African American Greek Life shows presence on Hawk Hill
Saint Joseph’s University’s Black Student Union (BSU) hosted its second annual Meet the Greeks and Welcome Back Cookout at the Campion Courtyard on Sept. 29.
Organized by BSU members and the Office of Inclusion and Diversity (CID), this event introduced African American fraternities and sororities in Philadelphia, showcasing their traditions to students in attendance.
The first Meet the Greeks was held in November 2016 and was organized by Brittany Stokes ’16 as work study project with a goal of relating the mission of Student Inclusion and Diversity to something that she was personally interested in, which in this case was Greek Life.
“The original goals for this event remain the same – to expose SJU students to NPHC [National Pan-Hellenic Council] organizations and increase the diverse representation in Greek Life at SJU,” said Natalie Walker-Brown M.S., director of Student Inclusion and Diversity.
The BSU’s new co-presidents Alexis Wilson ’19 and Milan Morris ’19 were happy with how the event turned out compared to last year. Morris was happy to see people interested in the African American Greek Life.
“[Our goal is] to see that our first event is flourishing and that there are people willing to back us up but also for people to be able to join and get information about the citywide Greek Life,” Morris said. “Hopefully people will be interested in them, and will sign up for those organizations so they can maybe bring them to campus.”
According to Wilson, the BSU’s mission is about making everyone feel included while also serving a wider purpose of giving back to the community.
“BSU was a group created under the Office of Inclusion and Diversity, and it provides a safe space for minority students on campus, but particularly black students,” said Wilson. “We’re looking to get involved in service and also provide opportunities to learn and connect with others here on campus.”
The highlight of the event included dance performances by fraternity and sorority members representing their respective organizations.
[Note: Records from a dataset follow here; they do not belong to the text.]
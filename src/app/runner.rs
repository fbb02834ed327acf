use crate::adapters::{codec::ImageRsCodec, reporter::LogReporter, storage::LocalStorage};
use crate::core::engine::{CompressionEngine, RunOutcome};
use crate::core::pipeline::CompressionPipeline;
use crate::core::{preflight, CancelHandle, ConfigProvider, Pipeline};
use crate::utils::error::{CompressError, ErrorSeverity};
use crate::utils::size::format_file_size;
use std::sync::atomic::{AtomicBool, Ordering};
use std::sync::Arc;

/// 批次中有檔案失敗時的退出碼
pub const PARTIAL_FAILURE_EXIT_CODE: i32 = 2;

/// 第二次 Ctrl-C 強制結束時的退出碼 (128 + SIGINT)
pub const INTERRUPTED_EXIT_CODE: i32 = 130;

pub fn report_error(error: &CompressError) -> i32 {
    tracing::error!(
        "❌ Compression failed: {} (Category: {:?}, Severity: {:?})",
        error,
        error.category(),
        error.severity()
    );
    tracing::error!("💡 Recovery suggestion: {}", error.recovery_suggestion());

    eprintln!("❌ {}", error.user_friendly_message());
    eprintln!("💡 建議: {}", error.recovery_suggestion());

    error.severity().exit_code()
}

/// 執行前置檢查與整個批次，回傳程序退出碼
pub async fn execute<C: ConfigProvider + 'static>(config: C, dry_run: bool) -> i32 {
    let codec = ImageRsCodec::new();

    let checked = match preflight::run(&config, &codec) {
        Ok(report) => report,
        Err(e) => return report_error(&e),
    };
    tracing::info!("✅ Preflight checks passed");

    println!("📋 Settings:");
    println!("  Format: {}", checked.settings.format);
    println!("  Quality: {}", checked.settings.quality);
    println!(
        "  Delete originals: {}",
        if checked.settings.delete_original { "yes" } else { "no" }
    );
    if !checked.settings.delete_original {
        println!("  Postfix: {}", checked.settings.postfix());
    }
    println!("  Workers: {}", checked.workers);
    println!("{}", "=".repeat(50));

    let monitor_enabled = config.monitor_enabled();
    let pipeline = match CompressionPipeline::new(LocalStorage::new(), config, codec) {
        Ok(pipeline) => pipeline,
        Err(e) => return report_error(&e),
    };

    if dry_run {
        return perform_dry_run(&pipeline).await;
    }

    if monitor_enabled {
        tracing::info!("🔍 System monitoring enabled");
    }

    let engine = CompressionEngine::new_with_monitoring(
        pipeline,
        Arc::new(LogReporter::default()),
        monitor_enabled,
    );

    let cancel = engine.cancel_handle();
    let finished = Arc::new(AtomicBool::new(false));
    spawn_interrupt_listener(cancel, Arc::clone(&finished));

    let result = engine.run().await;
    finished.store(true, Ordering::SeqCst);

    match result {
        Ok(outcome) => print_outcome(&outcome),
        Err(e) if e.severity() == ErrorSeverity::Low => {
            report_error(&e);
            0
        }
        Err(e) => report_error(&e),
    }
}

/// 第一次 Ctrl-C 取消批次；再按一次或批次已結束時直接結束程式
fn spawn_interrupt_listener(cancel: CancelHandle, finished: Arc<AtomicBool>) {
    tokio::spawn(async move {
        while tokio::signal::ctrl_c().await.is_ok() {
            if interrupt_should_exit(&cancel, &finished) {
                tracing::error!("⏹️ Aborted");
                std::process::exit(INTERRUPTED_EXIT_CODE);
            }
            tracing::warn!(
                "⏹️ Cancel requested, finishing files in progress (Ctrl-C again to abort)..."
            );
            cancel.cancel();
        }
    });
}

fn interrupt_should_exit(cancel: &CancelHandle, finished: &AtomicBool) -> bool {
    cancel.is_cancelled() || finished.load(Ordering::SeqCst)
}

async fn perform_dry_run<P: Pipeline>(pipeline: &P) -> i32 {
    tracing::info!("🔍 DRY RUN MODE - No files will be written");
    let discovery = match pipeline.discover().await {
        Ok(discovery) => discovery,
        Err(e) => return report_error(&e),
    };

    for task in &discovery.tasks {
        println!("  {} -> {}", task.input.display(), task.output.display());
    }
    if discovery.duplicates_removed > 0 {
        println!("⚠️ Duplicates removed: {}", discovery.duplicates_removed);
    }
    println!("✅ {} file(s) would be compressed", discovery.tasks.len());
    0
}

fn print_outcome(outcome: &RunOutcome) -> i32 {
    let summary = &outcome.summary;

    for path in &outcome.missing {
        println!("⚠️ Skipped missing path: {}", path.display());
    }

    println!("{}", "=".repeat(50));
    if summary.cancelled {
        println!("⏹️ Processing cancelled by user");
    } else {
        println!("✅ Processing complete!");
    }
    println!("📊 Successful: {}, Errors: {}", summary.successful, summary.errors);

    let saved = summary.total_saved_bytes();
    if saved > 0 {
        println!(
            "💾 Saved {} of {}",
            format_file_size(saved as u64),
            format_file_size(summary.total_original_bytes())
        );
    }
    for failure in &summary.failures {
        println!("❌ {}: {}", failure.input.display(), failure.message);
    }
    if let Some(path) = &outcome.report_path {
        println!("📝 Report saved to: {}", path.display());
    }

    if summary.errors > 0 {
        PARTIAL_FAILURE_EXIT_CODE
    } else {
        0
    }
}

#[cfg(test)]
mod tests {
    use super::*;
    use crate::domain::model::{BatchSummary, FileFailure};
    use std::path::PathBuf;

    fn outcome(errors: usize) -> RunOutcome {
        RunOutcome {
            summary: BatchSummary {
                total: 2,
                successful: 2 - errors,
                errors,
                failures: (0..errors)
                    .map(|_| FileFailure {
                        input: PathBuf::from("broken.png"),
                        message: "decode failed".to_string(),
                    })
                    .collect(),
                ..Default::default()
            },
            missing: Vec::new(),
            report_path: None,
        }
    }

    #[test]
    fn test_exit_code_reflects_failures() {
        assert_eq!(print_outcome(&outcome(0)), 0);
        assert_eq!(print_outcome(&outcome(1)), PARTIAL_FAILURE_EXIT_CODE);
    }

    #[test]
    fn test_second_interrupt_or_idle_interrupt_exits() {
        let cancel = CancelHandle::new();
        let finished = AtomicBool::new(false);
        assert!(!interrupt_should_exit(&cancel, &finished));

        cancel.cancel();
        assert!(interrupt_should_exit(&cancel, &finished));

        let fresh = CancelHandle::new();
        finished.store(true, Ordering::SeqCst);
        assert!(interrupt_should_exit(&fresh, &finished));
    }

    #[test]
    fn test_report_error_uses_severity() {
        let code = report_error(&CompressError::NoImagesFound);
        assert_eq!(code, 1);
    }
}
Each of the fraternities and sororities have unique routines, derived from the tradition of “stepping” which are presented as dance rituals.
Alpha Kappa Alpha, Delta Sigma Theta, and Sigma Gamma Rho were the sororities represented at the event. Kappa Alpha Psi, Omega Psi Phi, and Alpha Phi Alpha were the fraternities. Each organization introduced their chapters to benefit not only themselves, but also the surrounding community.
Alpha Phi Alpha is the fraternity that Rev. Martin Luther King Jr. was part of as a student at Boston University in 1952. A moment of pride for King was when he received the Alpha Award of Honor at the 50th Anniversary Convention of Alpha Phi Alpha.
Alpha Phi Alpha’s mission is to develop leaders, promote brotherhood and academic excellence, while providing service and advocacy for our communities. Their motto is “First of all, Servants of all, We shall transcend all.”
Kelvin Amartey ’20 credited three members of Alpha Phi Alpha that have inspired him to pledge this year.
“In high school, three of my teachers were all Alphas and they really inspired me throughout school and kinda shaped me into the man that I am today, instilling morals in me and just trying to keep that path going basically,” Amartey said. “The brotherhood, new take on life, sense of community, being helpful to people, a lot of stuff, it is a journey and I’m willing to take that journey.”
Aliyah Stokes ’20 was interested in being a part of Black Greek letter organizations because she sees the potential benefits of being a member.
“Once you graduate, you have connections and just a lot of opportunities and doors open for you,” Stokes said. “Being a part of The Divine Nine [the nine historically Black Greek letter organizations] is something really interesting and I just felt like the type of brotherhood or sisterhood I’m looking for I would find better on an off-campus sorority.”
According to Walker-Brown, one challenge for the BSU and the Office of Diversity and Inclusion is to make sure that students know that Black Greek letter organizations (BGLOs) exist and that city chapters are an option for them to join.
“There are many dedicated people working hard to move SJU forward in the areas of diversity and inclusion, however, it’s important to recognize that some students may feel a sense of isolation and ‘otherness’ when it comes to engagement on campus, or are looking for diverse and/or culturally based membership,” Walker-Brown said. “For that reason, BGLO’s provide alternatives for those interested in Greek Life.”